Frustration, hopelessness, and shame don't even begin to describe how dog owners can feel when their dog is acting out and they aren't able to get them to listen. Whether your is dog is lunging on at the lead of a leash, barking at 5 am, or likes jumping all over every house guest. You just want your dog to listen already! Communication is hard even going from human to human. Communicating with another species that doesn't have the same mindset or motivations that you do can be even more challenging, but its not impossible. Often times when our message isn't being received, whether you are communicating with humans or dogs, a change in perspective and how we convey the message can make all the difference to who is listening. Check out our Knoxville Dog Trainers' top 5 tips for communicating better with the dog in your life.

  • Don’t say no

    "No getting on the couch!" "No jumping!" "No Barking!" "No" is said on a regular basis by every dog owner we come across in Knoxville, TN and yet it the best example of inconsistency. "No" can mean a million different things but it doesn't mean ONE thing to your dog and that is the problem. Because, "no" can mean many things its opens you up to have so many unnecessary miscommunications with your dog. You may be wondering, "When no doesn't mean no, what the heck do you say?" Our positive reinforcement dog trainers are encouraging their clients to counter the word "no" with what you can ask your dog to do instead. Replace the behavior. For example, "No jumping" would be replaced with "sit". Sit always means the same thing, unlike the word "no."

  • Lead by Example

    Dogs look to their owners for cues of how they should proceed. It’s always a good idea to move the way you want your dog to move and look the direction you want them to look. Dogs have a sixth sense for how we are moving and positioning our bodies. Often times a simple step in the right direction or changing our focus gets them on the right track. Consider the owner with a dog that runs away. We see it all the time, the dog is running away and keeps looking back to their owner . The owner thinks the dog is taunting them and playing a game. What is actually going on, is the dog is checking back to ensure their owner is still facing and going the same direction as they are. Our Knoxville dog trainers are encouraging their clients to turn the opposite direction and run away to show their dog the direction they should be going. Inspire your dog's natural instinct to chase.

  • Stay calm

    In the face of chaos and distraction, be part of the solution, not part of the problem. Keep your mind calm and focus on communicating effectively. Your dog will feed off of your anxiety, your stress, your frustration and it will affect how they hear the message you are trying to send. Be mindful, that sometimes the environment can be over-stimulating and you may have to get distance from a distraction to get your dog to a place where they can listen. Which is another great example of leading by example so your dog can understand the right decision to take. Walk and face away from the distraction so they know to walk away.
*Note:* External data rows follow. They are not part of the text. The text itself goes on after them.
//! Node operations implemented by every filesystem server

use crate::errno::Errno;
use crate::flags::LookupFlags;
use crate::types::{DevHandle, FsHandle, FsIndex, Triplet};

use std::fmt::{self, Debug};

/// Node operations of a filesystem.
///
/// A `Node` is a counted reference. Every node returned by [`root`],
/// [`match_child`], [`create`] or [`resolve`] must be given back exactly once,
/// through [`release`] or [`destroy`]. Implementations synchronize their own
/// node storage: the lookup engine calls them concurrently without locks.
///
/// [`root`]: NodeOps::root
/// [`match_child`]: NodeOps::match_child
/// [`create`]: NodeOps::create
/// [`resolve`]: NodeOps::resolve
/// [`release`]: NodeOps::release
/// [`destroy`]: NodeOps::destroy
pub trait NodeOps: Send + Sync {
    /// A counted reference to a node
    type Node: Send;

    /// Gets the root node of a device
    fn root(&self, dev: DevHandle) -> Option<Self::Node>;

    /// Whether the node holds named children
    fn is_container(&self, node: &Self::Node) -> bool;

    /// Finds the child called `name`
    fn match_child(&self, parent: &Self::Node, name: &[u8]) -> Option<Self::Node>;

    fn is_directory(&self, node: &Self::Node) -> bool;

    fn is_file(&self, node: &Self::Node) -> bool;

    /// Allocates a new unlinked node. `flags` tells a directory from a file.
    fn create(&self, dev: DevHandle, flags: LookupFlags) -> Option<Self::Node>;

    /// Gets an existing node by index
    fn resolve(&self, dev: DevHandle, index: FsIndex) -> Option<Self::Node>;

    /// Adds the name `name` for `child` in the directory `parent`
    /// # Errors
    /// Returns the backend status on failure
    fn link(&self, parent: &Self::Node, child: &Self::Node, name: &[u8]) -> Result<(), Errno>;

    /// Removes the name of `child` from `parent`
    /// # Errors
    /// Returns the backend status on failure
    fn unlink(&self, parent: &Self::Node, child: &Self::Node) -> Result<(), Errno>;

    /// Frees an unlinked node. Consumes the reference.
    /// # Errors
    /// Returns the backend status on failure
    fn destroy(&self, node: Self::Node) -> Result<(), Errno>;

    /// Drops a reference
    fn release(&self, node: Self::Node);

    fn index_of(&self, node: &Self::Node) -> FsIndex;

    fn size_of(&self, node: &Self::Node) -> u64;

    fn links_of(&self, node: &Self::Node) -> u32;
}

/// A node reference released on drop
pub struct NodeRef<'a, O: NodeOps + ?Sized> {
    /// owner
    ops: &'a O,
    /// `None` only after `into_inner`
    node: Option<O::Node>,
}

impl<'a, O: NodeOps + ?Sized> NodeRef<'a, O> {
    #[inline]
    pub fn new(ops: &'a O, node: O::Node) -> Self {
        Self {
            ops,
            node: Some(node),
        }
    }

    /// Gets the node
    /// # Panics
    /// Never: the node is only taken by `into_inner`, which consumes the guard
    #[must_use]
    #[inline]
    pub fn node(&self) -> &O::Node {
        match self.node {
            Some(ref node) => node,
            None => unreachable!("node reference taken"),
        }
    }

    /// Takes the reference out without releasing it
    #[must_use]
    #[inline]
    pub fn into_inner(mut self) -> O::Node {
        match self.node.take() {
            Some(node) => node,
            None => unreachable!("node reference taken"),
        }
    }

    /// The global identity of the node
    #[must_use]
    #[inline]
    pub fn triplet(&self, fs_handle: FsHandle, dev_handle: DevHandle) -> Triplet {
        let node = self.node();
        Triplet {
            fs_handle,
            dev_handle,
            index: self.ops.index_of(node),
            size: self.ops.size_of(node),
            link_count: self.ops.links_of(node),
        }
    }
}

impl<O: NodeOps + ?Sized> Drop for NodeRef<'_, O> {
    #[inline]
    fn drop(&mut self) {
        if let Some(node) = self.node.take() {
            self.ops.release(node);
        }
    }
}

impl<O: NodeOps + ?Sized> Debug for NodeRef<'_, O> {
    #[inline]
    fn fmt(&self, f: &mut fmt::Formatter<'_>) -> fmt::Result {
        let mut s = f.debug_struct("NodeRef");
        if let Some(ref node) = self.node {
            let _ = s.field("index", &self.ops.index_of(node));
        }
        s.finish()
    }
}
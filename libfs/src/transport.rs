//! Phones between a filesystem server and VFS

use crate::errno::Errno;
use crate::kernel::{ipc_answer, ipc_call};
use crate::ops::encode_errno;
use crate::plb::{PathBuffer, Region};

use futures::channel::oneshot;

/// The answering end of a call
pub type AnswerSender = oneshot::Sender<ipc_answer>;

/// A call delivered to a server, waiting for its answer
#[derive(Debug)]
pub struct Call {
    /// call id, unique per phone
    pub id: u64,
    /// the call itself
    pub call: ipc_call,
    /// where the answer goes
    pub answer: AnswerSender,
}

/// The callback connection on which VFS calls a server
pub type CallbackChannel = async_std::channel::Receiver<Call>;

/// A call sent without waiting for its answer
#[derive(Debug)]
pub struct PendingCall(oneshot::Receiver<ipc_answer>);

impl PendingCall {
    /// Creates a pending call and the sender of its answer
    #[must_use]
    #[inline]
    pub fn new() -> (AnswerSender, Self) {
        let (tx, rx) = oneshot::channel();
        (tx, Self(rx))
    }

    /// Waits for the answer. A peer hanging up answers [`Errno::HANGUP`].
    #[inline]
    pub async fn wait(self) -> ipc_answer {
        match self.0.await {
            Ok(answer) => answer,
            Err(oneshot::Canceled) => encode_errno(Errno::HANGUP),
        }
    }
}

/// A phone to VFS
#[async_trait::async_trait]
pub trait VfsSession: Send + Sync {
    /// Sends a call. The answer may arrive after unrelated calls complete.
    fn send(&self, call: ipc_call) -> PendingCall;

    /// Transfers a block of data to VFS
    async fn data_write(&self, data: &[u8]) -> Result<(), Errno>;

    /// Asks VFS to open a callback connection to this server
    async fn connect_to_me(&self) -> Result<CallbackChannel, Errno>;

    /// Asks VFS to map its PLB read-only into `region`
    async fn share_in(&self, region: Region) -> Result<PathBuffer, Errno>;
}
impl NodeOps for NodeTable {
    type Node = NodeHandle;

    fn root(&self, dev: DevHandle) -> Option<NodeHandle> {
        let mut slab = self.lock();
        let index = *slab.roots.get(&dev)?;
        slab.acquire(index)
    }

    fn is_container(&self, node: &NodeHandle) -> bool {
        self.with_node(node, false, |node| {
            node.entries().map_or(false, |entries| !entries.is_empty())
        })
    }

    fn match_child(&self, parent: &NodeHandle, name: &[u8]) -> Option<NodeHandle> {
        let mut slab = self.lock();
        let name = OsStr::from_bytes(name);
        let index = *slab.get(parent.index)?.entries()?.get(name)?;
        let mut handle = slab.acquire(index)?;
        handle.name = Some(name.to_owned());
        Some(handle)
    }

    fn is_directory(&self, node: &NodeHandle) -> bool {
        self.with_node(node, false, Node::is_dir)
    }

    fn is_file(&self, node: &NodeHandle) -> bool {
        self.with_node(node, false, Node::is_file)
    }

    fn create(&self, dev: DevHandle, flags: LookupFlags) -> Option<NodeHandle> {
        let data = if flags.contains(LookupFlags::DIRECTORY) {
            NodeData::Directory(BTreeMap::new())
        } else {
            NodeData::Regular(Vec::new())
        };
        let mut node = Node::new(dev, data);
        node.refs = 1;

        let mut slab = self.lock();
        let index = self.alloc(&mut slab, node)?;
        debug!(%index, "created node");
        Some(NodeHandle { index, name: None })
    }

    fn resolve(&self, dev: DevHandle, index: FsIndex) -> Option<NodeHandle> {
        let mut slab = self.lock();
        if slab.get(index)?.dev != dev {
            return None;
        }
        slab.acquire(index)
    }

    fn link(&self, parent: &NodeHandle, child: &NodeHandle, name: &[u8]) -> Result<(), Errno> {
        let name = OsStr::from_bytes(name);
        let mut slab = self.lock();

        let child_is_dir = {
            let node = slab.get(child.index).ok_or(Errno::NOENT)?;
            node.is_dir() && node.links > 0
        };
        if child_is_dir {
            // a directory has a single name
            return Err(Errno::LIMIT);
        }

        match slab.get_mut(parent.index).map(|node| &mut node.data) {
            Some(NodeData::Directory(entries)) => {
                if entries.contains_key(name) {
                    return Err(Errno::EXIST);
                }
                let _ = entries.insert(name.to_owned(), child.index);
            }
            Some(NodeData::Regular(_)) => return Err(Errno::NOTDIR),
            None => return Err(Errno::NOENT),
        }

        if let Some(node) = slab.get_mut(child.index) {
            node.links = node.links.wrapping_add(1);
        }
        Ok(())
    }

    fn unlink(&self, parent: &NodeHandle, child: &NodeHandle) -> Result<(), Errno> {
        let mut slab = self.lock();

        let child_has_entries = slab
            .get(child.index)
            .ok_or(Errno::NOENT)?
            .entries()
            .map_or(false, |entries| !entries.is_empty());
        if child_has_entries {
            return Err(Errno::NOTEMPTY);
        }

        let entries = match slab.get_mut(parent.index).map(|node| &mut node.data) {
            Some(NodeData::Directory(entries)) => entries,
            Some(NodeData::Regular(_)) => return Err(Errno::NOTDIR),
            None => return Err(Errno::NOENT),
        };
        // a hard-linked node has several names; remove the one it was found by
        let name = match child.name {
            Some(ref name) if entries.get(name) == Some(&child.index) => name.clone(),
            Some(_) => return Err(Errno::NOENT),
            None => entries
                .iter()
                .find(|&(_, &index)| index == child.index)
                .map(|(name, _)| name.clone())
                .ok_or(Errno::NOENT)?,
        };
        let _ = entries.remove(&name);

        if let Some(node) = slab.get_mut(child.index) {
            node.links = node.links.saturating_sub(1);
        }
        debug!(index = %child.index, ?name, "unlinked");
        Ok(())
    }

    fn destroy(&self, node: NodeHandle) -> Result<(), Errno> {
        let mut slab = self.lock();
        let entry = slab.get_mut(node.index).ok_or(Errno::NOENT)?;
        entry.refs = entry.refs.saturating_sub(1);
        let linked = entry.links > 0;
        self.collect(&mut slab, node.index);
        if linked {
            return Err(Errno::BUSY);
        }
        Ok(())
    }

    fn release(&self, node: NodeHandle) {
        let mut slab = self.lock();
        if let Some(entry) = slab.get_mut(node.index) {
            entry.refs = entry.refs.saturating_sub(1);
        }
        self.collect(&mut slab, node.index);
    }

    fn index_of(&self, node: &NodeHandle) -> FsIndex {
        node.index
    }

    fn size_of(&self, node: &NodeHandle) -> u64 {
        self.with_node(node, 0, Node::size)
    }

    fn links_of(&self, node: &NodeHandle) -> u32 {
        self.with_node(node, 0, |node| node.links)
    }
}
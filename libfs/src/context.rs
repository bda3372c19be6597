//! The context of a call

use crate::errno::Errno;
use crate::kernel::ipc_answer;
use crate::ops::{encode_errno, Encode, IsReplyOf};
use crate::plb::PathBuffer;
use crate::transport::AnswerSender;
use crate::types::FsHandle;

use std::fmt::{self, Debug};
use std::io;
use std::sync::Arc;

/// Identifies a call
#[derive(Debug, Clone, Copy)]
pub struct CallHeader {
    /// call id
    pub id: u64,
    /// method number
    pub method: u32,
}

/// The context of a call. Consumed by answering, so a call is answered at
/// most once.
pub struct FsContext {
    /// header
    header: CallHeader,
    /// answer channel
    answer: AnswerSender,
    /// assigned by VFS
    fs_handle: FsHandle,
    /// the shared PLB
    plb: Arc<PathBuffer>,
}

impl Debug for FsContext {
    #[inline]
    fn fmt(&self, f: &mut fmt::Formatter<'_>) -> fmt::Result {
        f.debug_struct("FsContext")
            .field("header", &self.header)
            .field("fs_handle", &self.fs_handle)
            .finish()
    }
}

impl FsContext {
    #[must_use]
    #[inline]
    pub fn new(
        header: CallHeader,
        answer: AnswerSender,
        fs_handle: FsHandle,
        plb: Arc<PathBuffer>,
    ) -> Self {
        Self {
            header,
            answer,
            fs_handle,
            plb,
        }
    }

    #[must_use]
    #[inline]
    pub const fn header(&self) -> &CallHeader {
        &self.header
    }

    #[must_use]
    #[inline]
    pub const fn fs_handle(&self) -> FsHandle {
        self.fs_handle
    }

    #[must_use]
    #[inline]
    pub const fn plb(&self) -> &Arc<PathBuffer> {
        &self.plb
    }

    /// Sends a reply
    /// # Errors
    /// Returns [`io::Error`] when VFS has hung up
    #[inline]
    pub fn reply<T, R>(self, _: &T, reply: R) -> io::Result<()>
    where
        R: IsReplyOf<T> + Encode,
    {
        self.answer(reply.encode())
    }

    /// Sends errno
    /// # Errors
    /// Returns [`io::Error`] when VFS has hung up
    #[inline]
    pub fn reply_err(self, errno: Errno) -> io::Result<()> {
        self.answer(encode_errno(errno))
    }

    fn answer(self, answer: ipc_answer) -> io::Result<()> {
        let id = self.header.id;
        self.answer.send(answer).map_err(|_| {
            io::Error::new(
                io::ErrorKind::BrokenPipe,
                format!("VFS hung up before call {} was answered", id),
            )
        })
    }
}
  • Don’t contradict yourself

    Consistency is the biggest key to success when trying to communicate with your dog to reach your dog training goals. Don’t want your dog jumping on you? Want your dog to stop begging for food? No matter what message you are trying to send your dog, make sure you are sending the same message consistently. If you aren’t consistent with your message, your dog is going to get mixed signals and you’ll have mixed results. Remember that, your dog will always be as consistent as you are.

  • Use hand signals

    A dog’s first language is body language and they send so many messages to us with their bodies and so few with vocalizations. Using hand signals to cue the commands you have taught your dog is the best way to send a fast, clear message to your dog. This is especially helpful when your dog is too overwhelmed by all the sights, smells, and sounds to stop to listen to a verbal command.